Karakter sains dan agama seringkali nampak
berbeda, perbedaan-perbedaan diantara keduanya membuat banyak pihak
berpandangan bahwa dua hal tersebut adalah sesuatu yang sangat berlainan,
bertentangan, masing-masing dianggap saling meniadakan, menafikan dan
menimbulkan hal-hal semacamnya. Wilayah sains dalam satu sisi dianggap sebagai
representasi dari kenyataan dunia yang seadanya, kasat mata, dapat dinalar dan
memiliki kelogisan-kelogisan tertentu.
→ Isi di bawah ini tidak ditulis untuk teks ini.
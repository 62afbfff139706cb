//! TOML configuration parsing and validation.
//!
//! ```toml
//! [db]
//! path = "./data/dps.sqlite"
//!
//! [ingest]
//! chunk_size = 10
//! delete_on_reload = true
//!
//! [query]
//! default_limit = 10
//!
//! [cleanup]
//! blank_node_prefix = "_:"
//! drop_empty_sources = true
//!
//! [http]
//! timeout_secs = 30
//! ```
//!
//! Every section except `[db]` is optional. Set `blank_node_prefix = ""`
//! to keep blank-node local entries on cleanup.

use anyhow::{Context, Result};
use serde::Deserialize;
use std::path::{Path, PathBuf};

use crate::ingest::MAX_CHUNK_SIZE;

#[derive(Debug, Deserialize, Clone)]
pub struct Config {
    pub db: DbConfig,
    #[serde(default)]
    pub ingest: IngestConfig,
    #[serde(default)]
    pub query: QueryConfig,
    #[serde(default)]
    pub cleanup: CleanupConfig,
    #[serde(default)]
    pub http: HttpConfig,
}

#[derive(Debug, Deserialize, Clone)]
pub struct DbConfig {
    pub path: PathBuf,
}

#[derive(Debug, Deserialize, Clone)]
pub struct IngestConfig {
    #[serde(default = "default_chunk_size")]
    pub chunk_size: usize,
    #[serde(default = "default_true")]
    pub delete_on_reload: bool,
}

impl Default for IngestConfig {
    fn default() -> Self {
        Self {
            chunk_size: default_chunk_size(),
            delete_on_reload: true,
        }
    }
}

fn default_chunk_size() -> usize {
    10
}
fn default_true() -> bool {
    true
}

#[derive(Debug, Deserialize, Clone)]
pub struct QueryConfig {
    #[serde(default = "default_limit")]
    pub default_limit: i64,
}

impl Default for QueryConfig {
    fn default() -> Self {
        Self {
            default_limit: default_limit(),
        }
    }
}

fn default_limit() -> i64 {
    crate::query::DEFAULT_LIMIT
}

#[derive(Debug, Deserialize, Clone)]
pub struct CleanupConfig {
    /// An empty string disables blank-node removal.
    #[serde(default = "default_blank_node_prefix")]
    pub blank_node_prefix: String,
    #[serde(default = "default_true")]
    pub drop_empty_sources: bool,
}

impl Default for CleanupConfig {
    fn default() -> Self {
        Self {
            blank_node_prefix: default_blank_node_prefix(),
            drop_empty_sources: true,
        }
    }
}

fn default_blank_node_prefix() -> String {
    crate::local::BLANK_NODE_PREFIX.to_string()
}

#[derive(Debug, Deserialize, Clone)]
pub struct HttpConfig {
    #[serde(default = "default_timeout_secs")]
    pub timeout_secs: u64,
    #[serde(default = "default_user_agent")]
    pub user_agent: String,
}

impl Default for HttpConfig {
    fn default() -> Self {
        Self {
            timeout_secs: default_timeout_secs(),
            user_agent: default_user_agent(),
        }
    }
}

fn default_timeout_secs() -> u64 {
    30
}
fn default_user_agent() -> String {
    format!("dps/{}", env!("CARGO_PKG_VERSION"))
}

impl Config {
    /// Defaults for running without a config file.
    pub fn minimal() -> Self {
        Self::with_db_path("./data/dps.sqlite")
    }

    pub fn with_db_path(path: impl Into<PathBuf>) -> Self {
        Self {
            db: DbConfig { path: path.into() },
            ingest: IngestConfig::default(),
            query: QueryConfig::default(),
            cleanup: CleanupConfig::default(),
            http: HttpConfig::default(),
        }
    }

    pub fn validate(&self) -> Result<()> {
        if self.ingest.chunk_size == 0 || self.ingest.chunk_size > MAX_CHUNK_SIZE {
            anyhow::bail!("ingest.chunk_size must be between 1 and {}", MAX_CHUNK_SIZE);
        }

        if self.query.default_limit < 1 {
            anyhow::bail!("query.default_limit must be >= 1");
        }

        if self.http.timeout_secs == 0 {
            anyhow::bail!("http.timeout_secs must be > 0");
        }

        Ok(())
    }
}

pub fn load_config(path: &Path) -> Result<Config> {
    let content = std::fs::read_to_string(path)
        .with_context(|| format!("Failed to read config file: {}", path.display()))?;

    let config: Config = toml::from_str(&content).with_context(|| "Failed to parse config file")?;
    config.validate()?;

    Ok(config)
}

#[cfg(test)]
mod tests {
    use super::*;

    fn parse(content: &str) -> Result<Config> {
        let config: Config = toml::from_str(content)?;
        config.validate()?;
        Ok(config)
    }

    #[test]
    fn test_defaults_apply() {
        let config = parse("[db]\npath = \"x.sqlite\"\n").unwrap();
        assert_eq!(config.ingest.chunk_size, 10);
        assert!(config.ingest.delete_on_reload);
        assert_eq!(config.query.default_limit, 10);
        assert_eq!(config.cleanup.blank_node_prefix, "_:");
        assert!(config.cleanup.drop_empty_sources);
        assert_eq!(config.http.timeout_secs, 30);
    }

    #[test]
    fn test_overrides() {
        let config = parse(
            r#"
            [db]
            path = "x.sqlite"

            [ingest]
            chunk_size = 250
            delete_on_reload = false

            [cleanup]
            blank_node_prefix = "urn:blank:"
            "#,
        )
        .unwrap();
        assert_eq!(config.ingest.chunk_size, 250);
        assert!(!config.ingest.delete_on_reload);
        assert_eq!(config.cleanup.blank_node_prefix, "urn:blank:");
    }

    #[test]
    fn test_zero_chunk_size_rejected() {
        let err = parse("[db]\npath = \"x\"\n[ingest]\nchunk_size = 0\n").unwrap_err();
        assert!(err.to_string().contains("chunk_size"));
    }

    #[test]
    fn test_zero_limit_rejected() {
        assert!(parse("[db]\npath = \"x\"\n[query]\ndefault_limit = 0\n").is_err());
    }

    #[test]
    fn test_missing_db_rejected() {
        assert!(parse("[ingest]\nchunk_size = 5\n").is_err());
    }

    #[test]
    fn test_load_config_missing_file() {
        let err = load_config(Path::new("/nonexistent/dps.toml")).unwrap_err();
        assert!(err.to_string().contains("Failed to read config file"));
    }
}
//! # Data Pack Store
//!
//! An embedded store for JSON-LD-flavored records: entries with `@id`,
//! `@type`, `name`, an optional `description` and a free-form payload.
//!
//! Entries arrive two ways. **Loaded** entries come from a data pack (a
//! JSON array in a file or behind a URL) and belong to a source row;
//! reloading the pack replaces them. **Local** entries are put by hand and
//! belong to no source, so reloads never touch them.
//!
//! ## Architecture
//!
//! ```text
//! ┌────────────┐   ┌─────────────┐   ┌──────────────┐
//! │ data pack  │──▶│   ingest    │──▶│              │
//! │ file / URL │   │chunk+upsert │   │    Store     │
//! └────────────┘   └─────────────┘   │ SQLite / mem │
//!                  ┌─────────────┐   │              │
//!   put / remove ─▶│    local    │──▶│              │
//!                  └─────────────┘   └──────┬───────┘
//!                                           ▼
//!                                      ┌──────────┐
//!                                      │  query   │
//!                                      └──────────┘
//! ```
//!
//! ## Quick Start
//!
//! ```bash
//! dps init
//! dps load --file ./packs/products.json
//! dps query --type Product --name esc
//! dps get 1
//! dps put ./my-entries.json
//! dps list-local --type Person
//! ```
//!
//! ## Modules
//!
//! | Module | Purpose |
//! |--------|---------|
//! | [`config`] | TOML configuration parsing and validation |
//! | [`models`] | Entries, sources, projections |
//! | [`validate`] | The data pack input contract |
//! | [`store`] | `Store` trait with SQLite and in-memory backends |
//! | [`ingest`] | Loading data packs from files and URLs |
//! | [`query`] | AND/OR substring lookup, `get`, `get_types` |
//! | [`local`] | Local entries: put, remove, list, cleanup |
//! | [`sources`] | Source listing and unload |
//! | [`database`] | The store handle tying the engine together |
//! | [`stats`] | Store statistics |
//! | [`export`] | Local entries as a data pack |
//! | [`db`] | SQLite connection pool with WAL mode |
//! | [`migrate`] | Schema creation (idempotent) |

pub mod commands;
pub mod config;
pub mod database;
pub mod db;
pub mod error;
pub mod export;
pub mod ingest;
pub mod local;
pub mod migrate;
pub mod models;
pub mod query;
pub mod sources;
pub mod stats;
pub mod store;
pub mod validate;

pub use database::Database;
pub use error::{Result, StoreError, ValidationError};
pub use ingest::{LoadReport, LoadRequest};
pub use local::{CleanupPolicy, CleanupReport, LocalListing};
pub use models::{Entry, EntrySummary, SortOrder, SourceLocator};
pub use query::{EntryQuery, QueryMode};
pub use store::{InMemoryStore, SqliteStore, Store};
Sebaliknya wilayah agama diyakini
sebagai representasi dari setiap hal yang bersifat metafisik, supralogika,
ghaib, tidak dapat dinalar kurang logis dan selalu berkutat dengan kejumudan
(kemandegan) yang disebabkan oleh kooptasi doktrin-doktrinnya yang “using” dan
tidak populis.
Anggapan
sementara semacam itu dari beberapa pihak tentu harus dimaklumi karena
keterbatasan daya indera, daya nalar dan daya analisa manusia, memaksa manusia
itu sendiri berhenti pada satu titik pemahaman, dimana manusia merasa sangat
yakin bahwa dirinya tidak mampu menggali makna sesungguhnya dari korelasi sains
dan substansi agama.
Manusia dihadapkan pada fakta bahwa banyak titik
berikutnya dalam wilayah pemikiran yang tidak dapat dijangkau dan dipahami.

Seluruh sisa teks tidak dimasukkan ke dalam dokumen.